» Recorded data:

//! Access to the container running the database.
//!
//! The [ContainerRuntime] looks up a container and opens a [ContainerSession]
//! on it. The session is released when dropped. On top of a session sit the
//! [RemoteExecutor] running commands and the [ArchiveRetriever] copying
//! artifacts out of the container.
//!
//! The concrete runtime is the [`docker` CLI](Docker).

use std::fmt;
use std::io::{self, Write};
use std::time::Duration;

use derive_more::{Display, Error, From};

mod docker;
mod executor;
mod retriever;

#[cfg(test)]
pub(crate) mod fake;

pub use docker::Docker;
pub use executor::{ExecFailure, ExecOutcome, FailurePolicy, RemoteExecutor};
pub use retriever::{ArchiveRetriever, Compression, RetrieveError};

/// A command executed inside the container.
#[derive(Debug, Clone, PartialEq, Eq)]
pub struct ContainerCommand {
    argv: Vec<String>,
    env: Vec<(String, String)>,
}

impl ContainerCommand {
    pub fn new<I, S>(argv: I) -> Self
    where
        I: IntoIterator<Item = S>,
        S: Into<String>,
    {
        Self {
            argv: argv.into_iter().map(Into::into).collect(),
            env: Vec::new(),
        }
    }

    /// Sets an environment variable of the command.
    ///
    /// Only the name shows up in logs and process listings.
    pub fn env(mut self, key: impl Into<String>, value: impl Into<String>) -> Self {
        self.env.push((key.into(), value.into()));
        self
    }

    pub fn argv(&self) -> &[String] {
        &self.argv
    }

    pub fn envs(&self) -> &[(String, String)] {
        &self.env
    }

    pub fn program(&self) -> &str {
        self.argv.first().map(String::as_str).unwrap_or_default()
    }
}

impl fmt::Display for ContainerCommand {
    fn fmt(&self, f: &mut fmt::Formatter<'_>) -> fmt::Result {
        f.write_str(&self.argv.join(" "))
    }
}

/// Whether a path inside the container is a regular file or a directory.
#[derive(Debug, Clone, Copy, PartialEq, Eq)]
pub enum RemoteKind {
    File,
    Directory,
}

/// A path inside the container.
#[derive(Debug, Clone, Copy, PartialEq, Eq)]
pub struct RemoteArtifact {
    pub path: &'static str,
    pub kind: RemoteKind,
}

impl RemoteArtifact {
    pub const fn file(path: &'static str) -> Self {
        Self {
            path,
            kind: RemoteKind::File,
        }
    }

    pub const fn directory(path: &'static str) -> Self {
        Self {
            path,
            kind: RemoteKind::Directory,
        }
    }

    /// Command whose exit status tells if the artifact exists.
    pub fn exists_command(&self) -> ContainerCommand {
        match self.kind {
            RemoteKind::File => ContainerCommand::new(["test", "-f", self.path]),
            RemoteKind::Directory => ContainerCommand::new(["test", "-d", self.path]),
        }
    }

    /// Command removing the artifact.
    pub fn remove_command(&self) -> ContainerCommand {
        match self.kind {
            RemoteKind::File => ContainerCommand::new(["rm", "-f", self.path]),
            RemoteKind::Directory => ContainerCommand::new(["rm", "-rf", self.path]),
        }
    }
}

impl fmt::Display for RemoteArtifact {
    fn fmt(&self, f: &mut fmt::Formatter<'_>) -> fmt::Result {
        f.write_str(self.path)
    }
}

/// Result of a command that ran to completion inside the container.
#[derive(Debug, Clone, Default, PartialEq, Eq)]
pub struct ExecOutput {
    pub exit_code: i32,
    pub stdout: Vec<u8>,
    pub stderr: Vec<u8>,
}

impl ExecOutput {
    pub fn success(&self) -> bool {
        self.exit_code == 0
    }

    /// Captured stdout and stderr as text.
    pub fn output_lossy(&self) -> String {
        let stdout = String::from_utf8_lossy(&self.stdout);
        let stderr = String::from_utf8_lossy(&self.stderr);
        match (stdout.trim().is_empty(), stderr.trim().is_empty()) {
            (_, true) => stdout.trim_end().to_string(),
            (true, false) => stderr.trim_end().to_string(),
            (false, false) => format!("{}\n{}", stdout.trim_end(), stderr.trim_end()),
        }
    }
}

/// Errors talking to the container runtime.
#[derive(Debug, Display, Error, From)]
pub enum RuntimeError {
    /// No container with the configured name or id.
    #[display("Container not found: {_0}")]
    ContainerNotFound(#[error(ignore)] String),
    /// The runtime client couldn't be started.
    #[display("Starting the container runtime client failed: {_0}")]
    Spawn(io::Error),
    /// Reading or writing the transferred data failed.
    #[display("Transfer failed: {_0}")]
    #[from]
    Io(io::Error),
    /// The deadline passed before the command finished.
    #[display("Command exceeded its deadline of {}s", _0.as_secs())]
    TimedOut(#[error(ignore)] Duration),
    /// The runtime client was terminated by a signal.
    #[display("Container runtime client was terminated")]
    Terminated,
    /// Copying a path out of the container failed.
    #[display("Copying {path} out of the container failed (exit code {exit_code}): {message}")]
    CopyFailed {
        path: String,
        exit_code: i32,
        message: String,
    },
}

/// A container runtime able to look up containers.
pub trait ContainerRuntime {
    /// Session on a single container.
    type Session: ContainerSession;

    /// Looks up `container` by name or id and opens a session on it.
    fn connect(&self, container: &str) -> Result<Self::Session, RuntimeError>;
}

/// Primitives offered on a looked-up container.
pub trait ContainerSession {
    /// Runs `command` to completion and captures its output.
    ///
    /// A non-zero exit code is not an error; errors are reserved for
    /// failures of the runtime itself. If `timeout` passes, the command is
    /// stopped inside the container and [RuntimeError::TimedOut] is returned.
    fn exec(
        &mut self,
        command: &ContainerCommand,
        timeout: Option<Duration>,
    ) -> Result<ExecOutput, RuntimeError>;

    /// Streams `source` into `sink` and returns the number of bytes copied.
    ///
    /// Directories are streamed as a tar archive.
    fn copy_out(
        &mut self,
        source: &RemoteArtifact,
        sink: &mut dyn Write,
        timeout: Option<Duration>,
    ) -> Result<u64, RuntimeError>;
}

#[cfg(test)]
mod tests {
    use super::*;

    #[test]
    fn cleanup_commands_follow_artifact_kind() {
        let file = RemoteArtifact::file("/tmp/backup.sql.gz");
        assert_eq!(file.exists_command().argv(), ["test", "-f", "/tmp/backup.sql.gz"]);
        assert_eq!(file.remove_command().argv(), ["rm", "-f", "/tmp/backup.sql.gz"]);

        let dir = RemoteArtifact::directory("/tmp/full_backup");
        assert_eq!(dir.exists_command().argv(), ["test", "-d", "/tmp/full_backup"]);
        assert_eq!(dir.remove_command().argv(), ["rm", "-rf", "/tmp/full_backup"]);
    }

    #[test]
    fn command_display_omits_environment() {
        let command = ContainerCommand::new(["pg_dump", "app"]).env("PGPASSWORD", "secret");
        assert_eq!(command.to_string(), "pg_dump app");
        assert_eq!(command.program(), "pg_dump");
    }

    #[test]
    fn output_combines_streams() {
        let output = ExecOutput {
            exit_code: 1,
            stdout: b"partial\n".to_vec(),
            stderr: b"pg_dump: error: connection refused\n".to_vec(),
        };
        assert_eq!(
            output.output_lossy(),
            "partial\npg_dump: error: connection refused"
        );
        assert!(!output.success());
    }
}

» Assignment: The response must give every line from the material above that holds the string "Duration".

» Your response:
use std::time::Duration;
    TimedOut(#[error(ignore)] Duration),
        timeout: Option<Duration>,
        timeout: Option<Duration>,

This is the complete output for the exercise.